Believable Characters

"A manuscript that lacks realistic characters is no more than a bunch of words."

That is a direct quote from Colleen L. Reece, who has published more than 20 novels and numerous short stories and is an instructor for the Writer's Digest School Short Story course.

Characters are the magic formula, yet they are often overlooked. If readers can't love, hate, or despair with the people who walk the pages of your novel, or short story, or for that matter newspaper article—all of the fancy writing will go for naught.

Characters must become real to you, the writer, or they cannot possibly become real to your reader. Can you allow them to become so real that they occupy your space—take on such a dimension that you can feel, see, smell, and think like they do?

You no longer have to ask yourself how they might react to a particular situation—you know. Writing becomes consistent, and much easier. You are no longer having to manipulate your characters, hoping each character is reacting correctly to the personality you have given them.

In a novel or short story your characters can become more appealing, more despicable, more understanding or understandable.

The best way I can suggest digging into each character—at least those that matter to you—is to set up a character chart for each one.

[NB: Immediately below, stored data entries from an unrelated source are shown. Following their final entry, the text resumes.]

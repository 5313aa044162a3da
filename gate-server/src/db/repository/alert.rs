//! Alert Repository

use std::sync::Arc;

use serde_json::json;

use super::{RepoResult, decode, encode};
use crate::db::collections::ALERTS;
use crate::db::store::{Filter, Order, RecordStore};
use shared::models::Alert;

#[derive(Clone)]
pub struct AlertRepository {
    store: Arc<dyn RecordStore>,
}

impl AlertRepository {
    pub fn new(store: Arc<dyn RecordStore>) -> Self {
        Self { store }
    }

    pub async fn append(&self, alert: &Alert) -> RepoResult<String> {
        let id = self.store.add(ALERTS, encode(alert)?).await?;
        Ok(id)
    }

    pub async fn recent(&self, limit: usize, skip: usize) -> RepoResult<Vec<Alert>> {
        let records = self
            .store
            .query(
                ALERTS,
                &[],
                Some(Order::Desc("timestamp")),
                Some(limit),
                Some(skip),
            )
            .await?;
        records.into_iter().map(decode).collect()
    }

    pub async fn for_name(&self, name: &str) -> RepoResult<Vec<Alert>> {
        let records = self
            .store
            .query(
                ALERTS,
                &[Filter::Eq("name", json!(name))],
                Some(Order::Desc("timestamp")),
                None,
                None,
            )
            .await?;
        records.into_iter().map(decode).collect()
    }
}
//! Member Model

use rust_decimal::Decimal;
use serde::{Deserialize, Serialize};

/// Member lifecycle status
#[derive(Debug, Clone, Copy, PartialEq, Eq, Serialize, Deserialize)]
#[serde(rename_all = "lowercase")]
pub enum MemberStatus {
    Active,
    Inactive,
}

impl std::fmt::Display for MemberStatus {
    fn fmt(&self, f: &mut std::fmt::Formatter<'_>) -> std::fmt::Result {
        match self {
            MemberStatus::Active => write!(f, "active"),
            MemberStatus::Inactive => write!(f, "inactive"),
        }
    }
}

/// Member entity (会员)
///
/// Balance is the prepaid credit used for membership renewals and product
/// purchases; it never goes negative. `nfc_token` is the card bound through
/// the pairing flow; at most one member binds a given token.
#[derive(Debug, Clone, Serialize, Deserialize)]
pub struct Member {
    pub id: String,
    pub name: String,
    #[serde(default)]
    pub email: Option<String>,
    pub balance: Decimal,
    pub status: MemberStatus,
    #[serde(default)]
    pub nfc_token: Option<String>,
}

Now don't panic—it will take a few days, or maybe longer to fill in all the gaps. You may ask why do all the details. "Who cares about all this stuff. I'm not going to use it in my story."—Is that your reaction? Why should you care?

No, you won't use all the "stuff" in your manuscript but you can't get to know your character if you don't know his/her history—what makes him what he is, and how he reacts to certain things. Ask yourself "why."

It is a lot easier to answer "what if" when you are writing if you know "why."

~ © Cynthia Post, September 1994

Think back over the books you've read. What characters do you remember? What characters did you love or hate? What made them so loveable or despicable?  Have some characters made you wonder why they would do something?

~ © Bonnie Way, aka The Koala Bear Writer


  1. This is excellent advice. I do this all the time - take the time to create elaborate back stories and character outlines for each character, even if I don't use all the info. It is necessary to know what motivates your characters to behave and react a certain way in order for them to become believable.

  2. Appreciate this very much.

  3. Wonderful advice! Thanks for sharing it with us, Bonnie. One finds a lot of treasures when trying to tidy up - right?

  4. Bryan Norford10:08 am GMT-7

    You remind me why I believe the Bible--the people, particularly the patriarchs are no cut-out cardboard characters.
    They have the same frailties we all have, and I recognize myself in them.
    Perhaps another way of creating real characters.

  5. So true, Bonnie. I was thinking about the book I'm reading now - "The Lucky One" by Nicholas Sparks. I just started, but I've noticed that often times his characters are ordinary people in ordinary settings and maybe that's what I love about his books. I can relate. And yet there's something 'bigger than life' about each one.
    Pam M.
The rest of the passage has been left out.